**EXERCISE DETAILS:**
Beginning with the first line of the entries below, quote each line until you reach and include the line with "transfer packet size.".

**TASK INPUTS:**

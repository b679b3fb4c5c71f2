//! Relay startup configuration.
//!
//! Provides the defaults a transfer client needs before any user input:
//! - [`RelayDefaults`]: resolved relay addresses, port and passphrase
//! - [`initialize_defaults`]: resolves them explicitly, once, at startup

pub mod defaults;

pub use defaults::{
    format_address, initialize_defaults, RelayDefaults, RelaySettings, DEFAULT_PASSPHRASE,
    DEFAULT_PORT, DEFAULT_RELAY, DEFAULT_RELAY6,
};

/// Maximum transfer packet size.
pub const TCP_BUFFER_SIZE: usize = 1024 * 64;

**ANSWER TO THE PROBLEM:**
repository b679b3fb4c5c71f2
//! Relay startup configuration.
//!
//! Provides the defaults a transfer client needs before any user input:
//! - [`RelayDefaults`]: resolved relay addresses, port and passphrase
//! - [`initialize_defaults`]: resolves them explicitly, once, at startup

pub mod defaults;

pub use defaults::{
    format_address, initialize_defaults, RelayDefaults, RelaySettings, DEFAULT_PASSPHRASE,
    DEFAULT_PORT, DEFAULT_RELAY, DEFAULT_RELAY6,
};

/// Maximum transfer packet size.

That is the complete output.